:: Supplied material ::

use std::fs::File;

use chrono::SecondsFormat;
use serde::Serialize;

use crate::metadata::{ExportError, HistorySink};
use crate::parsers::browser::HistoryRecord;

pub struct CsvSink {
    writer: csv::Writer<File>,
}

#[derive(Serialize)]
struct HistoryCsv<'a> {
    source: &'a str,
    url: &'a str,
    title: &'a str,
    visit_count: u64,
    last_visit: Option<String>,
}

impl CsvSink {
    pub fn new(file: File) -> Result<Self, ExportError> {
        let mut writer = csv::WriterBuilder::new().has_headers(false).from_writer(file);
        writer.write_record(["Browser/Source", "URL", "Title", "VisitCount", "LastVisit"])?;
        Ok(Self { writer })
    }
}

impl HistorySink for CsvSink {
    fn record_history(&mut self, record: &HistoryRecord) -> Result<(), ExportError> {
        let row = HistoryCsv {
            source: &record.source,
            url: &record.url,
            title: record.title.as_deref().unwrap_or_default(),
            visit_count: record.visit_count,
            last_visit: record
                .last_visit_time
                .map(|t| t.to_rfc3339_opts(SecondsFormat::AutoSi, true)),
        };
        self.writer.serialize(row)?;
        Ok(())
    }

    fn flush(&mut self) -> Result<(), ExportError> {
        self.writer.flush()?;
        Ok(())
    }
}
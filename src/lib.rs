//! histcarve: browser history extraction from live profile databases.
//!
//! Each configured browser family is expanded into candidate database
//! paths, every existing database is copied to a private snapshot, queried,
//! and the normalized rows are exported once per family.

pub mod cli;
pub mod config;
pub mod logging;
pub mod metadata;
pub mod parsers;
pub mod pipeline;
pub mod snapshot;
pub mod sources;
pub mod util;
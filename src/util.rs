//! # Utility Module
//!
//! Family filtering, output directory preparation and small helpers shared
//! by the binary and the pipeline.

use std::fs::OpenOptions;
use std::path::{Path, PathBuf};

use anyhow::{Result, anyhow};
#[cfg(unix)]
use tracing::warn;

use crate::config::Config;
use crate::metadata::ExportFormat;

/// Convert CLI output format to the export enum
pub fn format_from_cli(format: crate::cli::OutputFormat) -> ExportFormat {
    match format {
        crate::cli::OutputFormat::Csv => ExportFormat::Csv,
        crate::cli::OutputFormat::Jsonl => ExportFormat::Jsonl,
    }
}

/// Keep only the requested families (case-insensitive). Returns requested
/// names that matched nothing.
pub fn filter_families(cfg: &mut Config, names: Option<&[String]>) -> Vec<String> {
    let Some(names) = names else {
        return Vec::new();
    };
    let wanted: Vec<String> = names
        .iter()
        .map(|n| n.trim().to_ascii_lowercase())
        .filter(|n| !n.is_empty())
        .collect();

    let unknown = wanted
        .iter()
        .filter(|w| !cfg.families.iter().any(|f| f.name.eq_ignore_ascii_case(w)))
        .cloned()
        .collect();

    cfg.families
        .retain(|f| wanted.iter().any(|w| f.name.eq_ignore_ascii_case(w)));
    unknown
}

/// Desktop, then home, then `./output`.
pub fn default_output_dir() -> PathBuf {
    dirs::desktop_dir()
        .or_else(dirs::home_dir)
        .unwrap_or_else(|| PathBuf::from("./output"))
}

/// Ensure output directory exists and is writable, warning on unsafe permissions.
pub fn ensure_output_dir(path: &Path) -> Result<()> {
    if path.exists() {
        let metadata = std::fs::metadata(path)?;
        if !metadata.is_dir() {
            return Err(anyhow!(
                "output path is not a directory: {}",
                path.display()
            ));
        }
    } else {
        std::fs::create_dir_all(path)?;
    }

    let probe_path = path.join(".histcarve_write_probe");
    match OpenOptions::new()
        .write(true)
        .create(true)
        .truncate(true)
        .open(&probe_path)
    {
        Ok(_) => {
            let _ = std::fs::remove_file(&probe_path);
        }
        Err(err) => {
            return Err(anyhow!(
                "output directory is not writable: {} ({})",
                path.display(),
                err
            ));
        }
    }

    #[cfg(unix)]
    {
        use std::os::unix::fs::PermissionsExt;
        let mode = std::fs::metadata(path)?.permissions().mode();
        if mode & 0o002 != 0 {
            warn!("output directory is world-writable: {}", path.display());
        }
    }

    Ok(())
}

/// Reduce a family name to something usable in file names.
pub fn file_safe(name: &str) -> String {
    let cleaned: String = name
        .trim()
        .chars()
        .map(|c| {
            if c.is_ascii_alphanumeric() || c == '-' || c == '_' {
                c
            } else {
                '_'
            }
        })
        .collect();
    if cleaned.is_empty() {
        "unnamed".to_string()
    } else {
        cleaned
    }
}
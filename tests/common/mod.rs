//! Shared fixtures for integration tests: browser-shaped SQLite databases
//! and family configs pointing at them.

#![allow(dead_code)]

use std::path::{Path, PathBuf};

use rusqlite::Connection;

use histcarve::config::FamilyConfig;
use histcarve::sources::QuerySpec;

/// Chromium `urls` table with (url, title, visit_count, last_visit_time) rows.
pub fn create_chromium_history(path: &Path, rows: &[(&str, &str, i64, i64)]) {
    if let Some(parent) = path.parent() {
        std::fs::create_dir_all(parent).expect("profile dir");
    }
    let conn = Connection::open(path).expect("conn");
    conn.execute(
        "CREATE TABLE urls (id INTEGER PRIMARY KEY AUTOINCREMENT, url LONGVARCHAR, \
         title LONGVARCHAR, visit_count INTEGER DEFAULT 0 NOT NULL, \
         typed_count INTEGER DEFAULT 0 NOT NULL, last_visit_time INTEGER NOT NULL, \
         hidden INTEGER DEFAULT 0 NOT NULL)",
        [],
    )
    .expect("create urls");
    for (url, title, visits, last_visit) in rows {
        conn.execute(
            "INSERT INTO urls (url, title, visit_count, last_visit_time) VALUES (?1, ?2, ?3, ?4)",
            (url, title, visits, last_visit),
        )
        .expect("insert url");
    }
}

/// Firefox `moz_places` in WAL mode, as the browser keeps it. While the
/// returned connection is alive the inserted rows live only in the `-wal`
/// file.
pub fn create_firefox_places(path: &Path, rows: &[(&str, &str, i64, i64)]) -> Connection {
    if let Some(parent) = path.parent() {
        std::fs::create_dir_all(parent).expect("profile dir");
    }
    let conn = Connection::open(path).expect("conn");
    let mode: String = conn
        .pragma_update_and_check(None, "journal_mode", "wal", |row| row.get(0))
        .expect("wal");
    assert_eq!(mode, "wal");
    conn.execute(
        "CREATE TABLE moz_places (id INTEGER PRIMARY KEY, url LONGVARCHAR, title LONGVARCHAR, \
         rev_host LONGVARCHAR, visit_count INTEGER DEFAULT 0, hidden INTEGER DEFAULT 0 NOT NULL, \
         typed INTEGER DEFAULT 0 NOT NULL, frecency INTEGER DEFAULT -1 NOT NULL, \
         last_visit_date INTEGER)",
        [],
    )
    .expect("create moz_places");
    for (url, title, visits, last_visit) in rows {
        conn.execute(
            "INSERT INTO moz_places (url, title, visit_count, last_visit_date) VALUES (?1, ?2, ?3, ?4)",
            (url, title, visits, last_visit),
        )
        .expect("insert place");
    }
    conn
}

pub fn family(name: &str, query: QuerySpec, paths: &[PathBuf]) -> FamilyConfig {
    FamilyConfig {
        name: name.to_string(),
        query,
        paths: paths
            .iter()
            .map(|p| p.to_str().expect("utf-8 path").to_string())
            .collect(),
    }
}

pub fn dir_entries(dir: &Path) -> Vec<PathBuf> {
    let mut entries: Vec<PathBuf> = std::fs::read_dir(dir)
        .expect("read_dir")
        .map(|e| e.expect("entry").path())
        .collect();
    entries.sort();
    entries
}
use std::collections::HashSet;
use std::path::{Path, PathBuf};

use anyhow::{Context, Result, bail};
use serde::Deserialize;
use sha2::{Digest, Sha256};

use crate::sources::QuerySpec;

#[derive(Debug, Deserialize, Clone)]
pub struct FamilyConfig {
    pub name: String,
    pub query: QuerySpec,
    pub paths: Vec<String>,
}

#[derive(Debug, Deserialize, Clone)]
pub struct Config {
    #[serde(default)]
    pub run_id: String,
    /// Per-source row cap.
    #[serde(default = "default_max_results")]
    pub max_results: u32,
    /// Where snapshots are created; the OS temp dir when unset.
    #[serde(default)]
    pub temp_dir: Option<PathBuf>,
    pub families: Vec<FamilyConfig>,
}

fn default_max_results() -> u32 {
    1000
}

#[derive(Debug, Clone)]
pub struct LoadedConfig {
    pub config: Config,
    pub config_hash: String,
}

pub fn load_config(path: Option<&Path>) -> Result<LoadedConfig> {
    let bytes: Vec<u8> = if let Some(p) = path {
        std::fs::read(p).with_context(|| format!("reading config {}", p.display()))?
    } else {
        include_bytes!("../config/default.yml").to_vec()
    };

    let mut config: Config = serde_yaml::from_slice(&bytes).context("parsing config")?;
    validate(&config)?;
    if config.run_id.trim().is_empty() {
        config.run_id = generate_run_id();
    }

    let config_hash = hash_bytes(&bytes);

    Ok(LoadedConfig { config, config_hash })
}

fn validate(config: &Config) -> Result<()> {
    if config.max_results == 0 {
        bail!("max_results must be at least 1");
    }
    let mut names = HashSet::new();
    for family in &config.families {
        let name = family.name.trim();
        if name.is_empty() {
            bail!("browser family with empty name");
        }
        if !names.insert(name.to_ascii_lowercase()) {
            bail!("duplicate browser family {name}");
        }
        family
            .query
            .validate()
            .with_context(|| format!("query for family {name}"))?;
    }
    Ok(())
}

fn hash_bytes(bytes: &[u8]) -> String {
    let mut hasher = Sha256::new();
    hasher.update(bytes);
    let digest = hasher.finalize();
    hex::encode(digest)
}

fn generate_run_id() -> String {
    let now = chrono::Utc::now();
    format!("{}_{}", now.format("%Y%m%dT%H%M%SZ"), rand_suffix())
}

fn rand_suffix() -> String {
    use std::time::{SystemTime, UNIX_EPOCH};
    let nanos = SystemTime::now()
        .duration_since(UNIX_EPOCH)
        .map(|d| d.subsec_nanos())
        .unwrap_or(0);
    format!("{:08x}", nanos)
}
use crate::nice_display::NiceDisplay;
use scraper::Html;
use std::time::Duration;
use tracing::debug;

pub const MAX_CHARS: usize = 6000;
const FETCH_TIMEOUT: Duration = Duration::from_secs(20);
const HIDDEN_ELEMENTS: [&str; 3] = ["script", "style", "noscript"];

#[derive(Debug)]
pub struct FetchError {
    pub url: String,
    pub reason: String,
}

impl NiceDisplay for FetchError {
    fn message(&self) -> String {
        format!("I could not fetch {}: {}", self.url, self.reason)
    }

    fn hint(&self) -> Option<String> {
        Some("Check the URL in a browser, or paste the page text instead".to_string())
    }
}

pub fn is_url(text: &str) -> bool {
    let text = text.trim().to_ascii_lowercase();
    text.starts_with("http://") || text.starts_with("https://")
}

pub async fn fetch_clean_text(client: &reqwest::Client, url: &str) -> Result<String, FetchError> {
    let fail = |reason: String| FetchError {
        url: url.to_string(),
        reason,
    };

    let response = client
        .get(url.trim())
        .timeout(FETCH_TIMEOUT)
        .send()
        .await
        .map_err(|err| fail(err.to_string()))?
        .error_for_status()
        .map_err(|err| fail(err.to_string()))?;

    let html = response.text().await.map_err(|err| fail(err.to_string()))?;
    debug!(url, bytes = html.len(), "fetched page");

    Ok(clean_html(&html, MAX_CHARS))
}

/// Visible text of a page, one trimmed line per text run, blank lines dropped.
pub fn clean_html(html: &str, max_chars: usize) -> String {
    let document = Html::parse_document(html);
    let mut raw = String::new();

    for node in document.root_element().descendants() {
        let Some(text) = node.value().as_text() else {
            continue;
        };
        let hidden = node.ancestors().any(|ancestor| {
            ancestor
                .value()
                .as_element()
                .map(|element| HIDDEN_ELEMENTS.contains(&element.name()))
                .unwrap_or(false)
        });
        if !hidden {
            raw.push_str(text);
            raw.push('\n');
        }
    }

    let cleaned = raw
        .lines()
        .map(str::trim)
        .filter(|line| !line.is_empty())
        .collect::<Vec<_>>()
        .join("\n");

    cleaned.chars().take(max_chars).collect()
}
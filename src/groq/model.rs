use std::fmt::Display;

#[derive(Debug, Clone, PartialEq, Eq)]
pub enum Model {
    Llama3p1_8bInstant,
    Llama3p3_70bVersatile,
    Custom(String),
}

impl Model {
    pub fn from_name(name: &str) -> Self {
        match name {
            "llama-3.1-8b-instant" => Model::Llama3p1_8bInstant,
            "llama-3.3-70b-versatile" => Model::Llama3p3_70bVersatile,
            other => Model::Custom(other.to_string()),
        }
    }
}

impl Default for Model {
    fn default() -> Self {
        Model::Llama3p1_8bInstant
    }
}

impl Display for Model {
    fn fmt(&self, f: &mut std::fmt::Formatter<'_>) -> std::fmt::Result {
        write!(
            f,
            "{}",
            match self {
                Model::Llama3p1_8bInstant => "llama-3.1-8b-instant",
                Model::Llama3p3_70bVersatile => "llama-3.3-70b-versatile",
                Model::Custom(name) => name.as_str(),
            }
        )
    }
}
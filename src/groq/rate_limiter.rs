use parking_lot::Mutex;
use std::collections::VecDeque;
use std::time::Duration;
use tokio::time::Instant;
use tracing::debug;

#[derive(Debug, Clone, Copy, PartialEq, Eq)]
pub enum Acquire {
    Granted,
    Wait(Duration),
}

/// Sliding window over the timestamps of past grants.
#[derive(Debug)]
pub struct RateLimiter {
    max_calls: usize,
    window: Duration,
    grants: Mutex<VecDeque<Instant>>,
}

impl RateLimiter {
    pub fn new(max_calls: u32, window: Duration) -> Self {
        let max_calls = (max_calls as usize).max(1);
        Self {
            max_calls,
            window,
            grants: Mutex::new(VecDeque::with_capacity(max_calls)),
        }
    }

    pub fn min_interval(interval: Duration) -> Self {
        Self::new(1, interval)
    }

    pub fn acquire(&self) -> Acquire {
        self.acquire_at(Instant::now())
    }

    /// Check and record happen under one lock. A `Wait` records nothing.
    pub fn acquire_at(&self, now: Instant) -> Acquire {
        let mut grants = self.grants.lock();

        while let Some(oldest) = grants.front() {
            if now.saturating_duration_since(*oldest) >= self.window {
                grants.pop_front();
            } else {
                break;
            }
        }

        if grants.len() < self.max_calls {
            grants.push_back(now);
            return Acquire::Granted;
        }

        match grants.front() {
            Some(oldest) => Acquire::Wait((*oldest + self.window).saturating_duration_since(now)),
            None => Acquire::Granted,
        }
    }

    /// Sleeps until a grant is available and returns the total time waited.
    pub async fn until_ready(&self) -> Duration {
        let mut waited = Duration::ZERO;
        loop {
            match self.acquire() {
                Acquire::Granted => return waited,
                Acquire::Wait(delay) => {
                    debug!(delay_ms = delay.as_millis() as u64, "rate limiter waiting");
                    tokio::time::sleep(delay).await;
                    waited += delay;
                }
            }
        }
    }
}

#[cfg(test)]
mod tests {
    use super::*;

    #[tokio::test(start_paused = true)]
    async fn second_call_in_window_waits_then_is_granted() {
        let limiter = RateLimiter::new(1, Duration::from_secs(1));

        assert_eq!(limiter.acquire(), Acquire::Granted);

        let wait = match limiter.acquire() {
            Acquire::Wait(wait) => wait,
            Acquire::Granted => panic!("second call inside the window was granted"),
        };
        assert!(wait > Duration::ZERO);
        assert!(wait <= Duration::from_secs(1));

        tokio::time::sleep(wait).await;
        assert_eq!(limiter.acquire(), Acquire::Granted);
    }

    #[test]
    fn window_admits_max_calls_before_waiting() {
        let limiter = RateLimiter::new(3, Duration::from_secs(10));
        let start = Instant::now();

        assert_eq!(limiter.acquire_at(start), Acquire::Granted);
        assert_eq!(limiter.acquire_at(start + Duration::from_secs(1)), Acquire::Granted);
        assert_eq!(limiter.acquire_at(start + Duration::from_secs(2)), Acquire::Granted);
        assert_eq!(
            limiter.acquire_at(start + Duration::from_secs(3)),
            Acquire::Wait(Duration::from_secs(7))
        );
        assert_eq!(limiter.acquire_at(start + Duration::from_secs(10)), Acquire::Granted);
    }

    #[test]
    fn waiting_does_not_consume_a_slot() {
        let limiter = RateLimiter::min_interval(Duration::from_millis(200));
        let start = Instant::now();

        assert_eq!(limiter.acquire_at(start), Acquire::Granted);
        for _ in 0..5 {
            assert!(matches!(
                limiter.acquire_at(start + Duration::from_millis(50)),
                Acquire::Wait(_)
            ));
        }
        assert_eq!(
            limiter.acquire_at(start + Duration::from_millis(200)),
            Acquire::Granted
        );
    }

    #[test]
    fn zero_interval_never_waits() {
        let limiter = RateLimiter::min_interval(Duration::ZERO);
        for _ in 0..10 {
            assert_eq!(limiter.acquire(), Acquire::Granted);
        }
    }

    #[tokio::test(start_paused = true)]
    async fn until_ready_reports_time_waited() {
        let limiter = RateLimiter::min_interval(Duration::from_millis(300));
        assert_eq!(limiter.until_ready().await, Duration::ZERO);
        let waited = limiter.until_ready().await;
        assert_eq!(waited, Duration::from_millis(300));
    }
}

:::

What is needed: Across all the entries, how many lines hold the string "groq"? Only the number is needed.

Exercise response: 2